▸ **TASK ITEM**: Word for word, the records below are to be set down again.

(Stored data entries)
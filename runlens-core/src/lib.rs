//! Runlens Core
//!
//! Read-only accessors over pipeline run manifests.
//!
//! This crate contains:
//! - Domain types: RunManifest, ExecutionNode and the status/timing helpers they share
//! - Parsers: workflow manifest (v1 API) and run task details (v2 API) into the domain model
//! - Artifact retrieval through an injected fetcher
//! - DOT export of the full workflow node graph
//! - DTOs: documents returned by the platform API, plus a dump helper for debugging

pub mod artifact;
pub mod domain;
pub mod dto;
pub mod dump;
pub mod error;
pub mod graph;
pub mod parser;
pub mod schema;

pub use artifact::{ArtifactFetcher, FetchError, Payload, PayloadKind};
pub use domain::node::{ArtifactDescriptor, ExecutionNode, OutputType, OutputValue};
pub use domain::run::RunManifest;
pub use domain::status::{StatusFlags, StatusTokens, classify};
pub use domain::timing::{Timing, parse_timestamp};
pub use error::{Error, Result};
pub use graph::workflow_dot;
pub use schema::ManifestSchema;

#[cfg(test)]
pub(crate) mod fixtures;
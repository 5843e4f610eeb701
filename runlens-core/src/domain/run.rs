//! Run manifest view
//!
//! A `RunManifest` is an immutable snapshot of one run, built once from a
//! fetched document. Observing progress means fetching again and building a
//! new snapshot.

use chrono::{DateTime, TimeDelta, Utc};
use std::collections::HashMap;
use std::fmt;
use std::sync::Arc;

use super::node::ExecutionNode;
use super::status::{StatusFlags, classify};
use super::timing::{Timing, format_duration};
use crate::artifact::ArtifactFetcher;
use crate::error::{Error, Result};
use crate::schema::ManifestSchema;

/// Queryable view of a run and its execution nodes
#[derive(Clone)]
pub struct RunManifest {
    run_id: String,
    run_name: String,
    workflow_name: Option<String>,
    status: Option<String>,
    flags: StatusFlags,
    timing: Timing,
    nodes: Vec<ExecutionNode>,
    index: HashMap<String, usize>,
    schema: ManifestSchema,
    fetcher: Option<Arc<dyn ArtifactFetcher>>,
}

/// Parsed run-level fields handed over by a parser
pub(crate) struct RunParts {
    pub run_id: String,
    pub run_name: String,
    pub workflow_name: Option<String>,
    pub status: Option<String>,
    pub timing: Timing,
    pub nodes: Vec<ExecutionNode>,
    pub schema: ManifestSchema,
}

impl RunManifest {
    pub(crate) fn assemble(parts: RunParts) -> Result<Self> {
        let mut index = HashMap::with_capacity(parts.nodes.len());
        for (position, node) in parts.nodes.iter().enumerate() {
            if index.insert(node.id.clone(), position).is_some() {
                return Err(Error::Inconsistent(format!(
                    "node id '{}' appears more than once",
                    node.id
                )));
            }
        }

        let flags = classify(parts.status.as_deref(), &parts.schema.tokens);

        Ok(Self {
            run_id: parts.run_id,
            run_name: parts.run_name,
            workflow_name: parts.workflow_name,
            status: parts.status,
            flags,
            timing: parts.timing,
            nodes: parts.nodes,
            index,
            schema: parts.schema,
            fetcher: None,
        })
    }

    /// Attach the capability used to pull logs and artifacts
    pub fn with_fetcher(mut self, fetcher: Arc<dyn ArtifactFetcher>) -> Self {
        self.fetcher = Some(fetcher);
        self
    }

    pub fn has_fetcher(&self) -> bool {
        self.fetcher.is_some()
    }

    pub(crate) fn fetcher(&self) -> Option<&Arc<dyn ArtifactFetcher>> {
        self.fetcher.as_ref()
    }

    pub fn run_id(&self) -> &str {
        &self.run_id
    }

    pub fn run_name(&self) -> &str {
        &self.run_name
    }

    /// Name of the backing workflow object, when the document reveals it
    pub fn workflow_name(&self) -> Option<&str> {
        self.workflow_name.as_deref()
    }

    pub fn status(&self) -> Option<&str> {
        self.status.as_deref()
    }

    pub fn flags(&self) -> StatusFlags {
        self.flags
    }

    pub fn schema(&self) -> &ManifestSchema {
        &self.schema
    }

    pub fn pending(&self) -> bool {
        self.flags.pending
    }

    pub fn running(&self) -> bool {
        self.flags.running
    }

    pub fn succeeded(&self) -> bool {
        self.flags.succeeded
    }

    pub fn failed(&self) -> bool {
        self.flags.failed
    }

    pub fn skipped(&self) -> bool {
        self.flags.skipped
    }

    /// Run-level status is terminal
    pub fn finished(&self) -> bool {
        self.flags.finished()
    }

    /// Run-level status and every node status are terminal
    ///
    /// The run can report a terminal status before its nodes catch up, so
    /// polling loops should wait on this rather than `finished`.
    pub fn all_finished(&self) -> bool {
        self.finished() && self.nodes.iter().all(ExecutionNode::finished)
    }

    pub fn timing(&self) -> Timing {
        self.timing
    }

    pub fn started_at(&self) -> Option<DateTime<Utc>> {
        self.timing.started_at()
    }

    pub fn finished_at(&self) -> Option<DateTime<Utc>> {
        self.timing.finished_at()
    }

    /// Duration of the run; grows from the local clock while it is running
    pub fn duration(&self) -> TimeDelta {
        self.timing.duration()
    }

    /// Execution nodes in source order
    pub fn nodes(&self) -> &[ExecutionNode] {
        &self.nodes
    }

    /// Look up a node by its engine-assigned id
    pub fn node(&self, id: &str) -> Option<&ExecutionNode> {
        self.index.get(id).map(|&position| &self.nodes[position])
    }

    /// All nodes sharing a display name, in source order
    pub fn get_nodes(&self, display_name: &str) -> Vec<&ExecutionNode> {
        self.nodes
            .iter()
            .filter(|n| n.display_name == display_name)
            .collect()
    }

    pub fn len(&self) -> usize {
        self.nodes.len()
    }

    pub fn is_empty(&self) -> bool {
        self.nodes.is_empty()
    }

    /// Run line followed by one indented line per node
    pub fn display_tree(&self) -> String {
        let mut out = self.to_string();
        for node in &self.nodes {
            out.push_str("\n  ");
            out.push_str(&node.to_string());
        }
        out
    }
}

impl fmt::Display for RunManifest {
    fn fmt(&self, f: &mut fmt::Formatter<'_>) -> fmt::Result {
        write!(
            f,
            "DAG(name={}, status={}, duration={})",
            self.run_name,
            self.status.as_deref().unwrap_or("None"),
            format_duration(self.duration())
        )
    }
}

impl fmt::Debug for RunManifest {
    fn fmt(&self, f: &mut fmt::Formatter<'_>) -> fmt::Result {
        f.debug_struct("RunManifest")
            .field("run_id", &self.run_id)
            .field("run_name", &self.run_name)
            .field("workflow_name", &self.workflow_name)
            .field("status", &self.status)
            .field("timing", &self.timing)
            .field("nodes", &self.nodes)
            .field("has_fetcher", &self.fetcher.is_some())
            .finish()
    }
}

▸ **RESULT**:
filename runlens-core/src/lib.rs
//! Runlens Core
//!
//! Read-only accessors over pipeline run manifests.
//!
//! This crate contains:
//! - Domain types: RunManifest, ExecutionNode and the status/timing helpers they share
//! - Parsers: workflow manifest (v1 API) and run task details (v2 API) into the domain model
//! - Artifact retrieval through an injected fetcher
//! - DOT export of the full workflow node graph
//! - DTOs: documents returned by the platform API, plus a dump helper for debugging

pub mod artifact;
pub mod domain;
pub mod dto;
pub mod dump;
pub mod error;
pub mod graph;
pub mod parser;
pub mod schema;

pub use artifact::{ArtifactFetcher, FetchError, Payload, PayloadKind};
pub use domain::node::{ArtifactDescriptor, ExecutionNode, OutputType, OutputValue};
pub use domain::run::RunManifest;
pub use domain::status::{StatusFlags, StatusTokens, classify};
pub use domain::timing::{Timing, parse_timestamp};
pub use error::{Error, Result};
pub use graph::workflow_dot;
pub use schema::ManifestSchema;

#[cfg(test)]
pub(crate) mod fixtures;
repository 5843e4f610eeb701
filename runlens-core/src/domain/run.rs
//! Run manifest view
//!
//! A `RunManifest` is an immutable snapshot of one run, built once from a
//! fetched document. Observing progress means fetching again and building a
//! new snapshot.

use chrono::{DateTime, TimeDelta, Utc};
use std::collections::HashMap;
use std::fmt;
use std::sync::Arc;

use super::node::ExecutionNode;
use super::status::{StatusFlags, classify};
use super::timing::{Timing, format_duration};
use crate::artifact::ArtifactFetcher;
use crate::error::{Error, Result};
use crate::schema::ManifestSchema;

/// Queryable view of a run and its execution nodes
#[derive(Clone)]
pub struct RunManifest {
    run_id: String,
    run_name: String,
    workflow_name: Option<String>,
    status: Option<String>,
    flags: StatusFlags,
    timing: Timing,
    nodes: Vec<ExecutionNode>,
    index: HashMap<String, usize>,
    schema: ManifestSchema,
    fetcher: Option<Arc<dyn ArtifactFetcher>>,
}

/// Parsed run-level fields handed over by a parser
pub(crate) struct RunParts {
    pub run_id: String,
    pub run_name: String,
    pub workflow_name: Option<String>,
    pub status: Option<String>,
    pub timing: Timing,
    pub nodes: Vec<ExecutionNode>,
    pub schema: ManifestSchema,
}

impl RunManifest {
    pub(crate) fn assemble(parts: RunParts) -> Result<Self> {
        let mut index = HashMap::with_capacity(parts.nodes.len());
        for (position, node) in parts.nodes.iter().enumerate() {
            if index.insert(node.id.clone(), position).is_some() {
                return Err(Error::Inconsistent(format!(
                    "node id '{}' appears more than once",
                    node.id
                )));
            }
        }

        let flags = classify(parts.status.as_deref(), &parts.schema.tokens);

        Ok(Self {
            run_id: parts.run_id,
            run_name: parts.run_name,
            workflow_name: parts.workflow_name,
            status: parts.status,
            flags,
            timing: parts.timing,
            nodes: parts.nodes,
            index,
            schema: parts.schema,
            fetcher: None,
        })
    }

    /// Attach the capability used to pull logs and artifacts
    pub fn with_fetcher(mut self, fetcher: Arc<dyn ArtifactFetcher>) -> Self {
        self.fetcher = Some(fetcher);
        self
    }

    pub fn has_fetcher(&self) -> bool {
        self.fetcher.is_some()
    }

    pub(crate) fn fetcher(&self) -> Option<&Arc<dyn ArtifactFetcher>> {
        self.fetcher.as_ref()
    }

    pub fn run_id(&self) -> &str {
        &self.run_id
    }

    pub fn run_name(&self) -> &str {
        &self.run_name
    }

    /// Name of the backing workflow object, when the document reveals it
    pub fn workflow_name(&self) -> Option<&str> {
        self.workflow_name.as_deref()
    }

    pub fn status(&self) -> Option<&str> {
        self.status.as_deref()
    }

    pub fn flags(&self) -> StatusFlags {
        self.flags
    }

    pub fn schema(&self) -> &ManifestSchema {
        &self.schema
    }

    pub fn pending(&self) -> bool {
        self.flags.pending
    }

    pub fn running(&self) -> bool {
        self.flags.running
    }

    pub fn succeeded(&self) -> bool {
        self.flags.succeeded
    }

    pub fn failed(&self) -> bool {
        self.flags.failed
    }

    pub fn skipped(&self) -> bool {
        self.flags.skipped
    }

    /// Run-level status is terminal
    pub fn finished(&self) -> bool {
        self.flags.finished()
    }

    /// Run-level status and every node status are terminal
    ///
    /// The run can report a terminal status before its nodes catch up, so
    /// polling loops should wait on this rather than `finished`.
    pub fn all_finished(&self) -> bool {
        self.finished() && self.nodes.iter().all(ExecutionNode::finished)
    }

    pub fn timing(&self) -> Timing {
        self.timing
    }

    pub fn started_at(&self) -> Option<DateTime<Utc>> {
        self.timing.started_at()
    }

    pub fn finished_at(&self) -> Option<DateTime<Utc>> {
        self.timing.finished_at()
    }

    /// Duration of the run; grows from the local clock while it is running
    pub fn duration(&self) -> TimeDelta {
        self.timing.duration()
    }

    /// Execution nodes in source order
    pub fn nodes(&self) -> &[ExecutionNode] {
        &self.nodes
    }

    /// Look up a node by its engine-assigned id
    pub fn node(&self, id: &str) -> Option<&ExecutionNode> {
        self.index.get(id).map(|&position| &self.nodes[position])
    }

    /// All nodes sharing a display name, in source order
    pub fn get_nodes(&self, display_name: &str) -> Vec<&ExecutionNode> {
        self.nodes
            .iter()
            .filter(|n| n.display_name == display_name)
            .collect()
    }

    pub fn len(&self) -> usize {
        self.nodes.len()
    }

    pub fn is_empty(&self) -> bool {
        self.nodes.is_empty()
    }

    /// Run line followed by one indented line per node
    pub fn display_tree(&self) -> String {
        let mut out = self.to_string();
        for node in &self.nodes {
            out.push_str("\n  ");
            out.push_str(&node.to_string());
        }
        out
    }
}

impl fmt::Display for RunManifest {
    fn fmt(&self, f: &mut fmt::Formatter<'_>) -> fmt::Result {
        write!(
            f,
            "DAG(name={}, status={}, duration={})",
            self.run_name,
            self.status.as_deref().unwrap_or("None"),
            format_duration(self.duration())
        )
    }
}

impl fmt::Debug for RunManifest {
    fn fmt(&self, f: &mut fmt::Formatter<'_>) -> fmt::Result {
        f.debug_struct("RunManifest")
            .field("run_id", &self.run_id)
            .field("run_name", &self.run_name)
            .field("workflow_name", &self.workflow_name)
            .field("status", &self.status)
            .field("timing", &self.timing)
            .field("nodes", &self.nodes)
            .field("has_fetcher", &self.fetcher.is_some())
            .finish()
    }
}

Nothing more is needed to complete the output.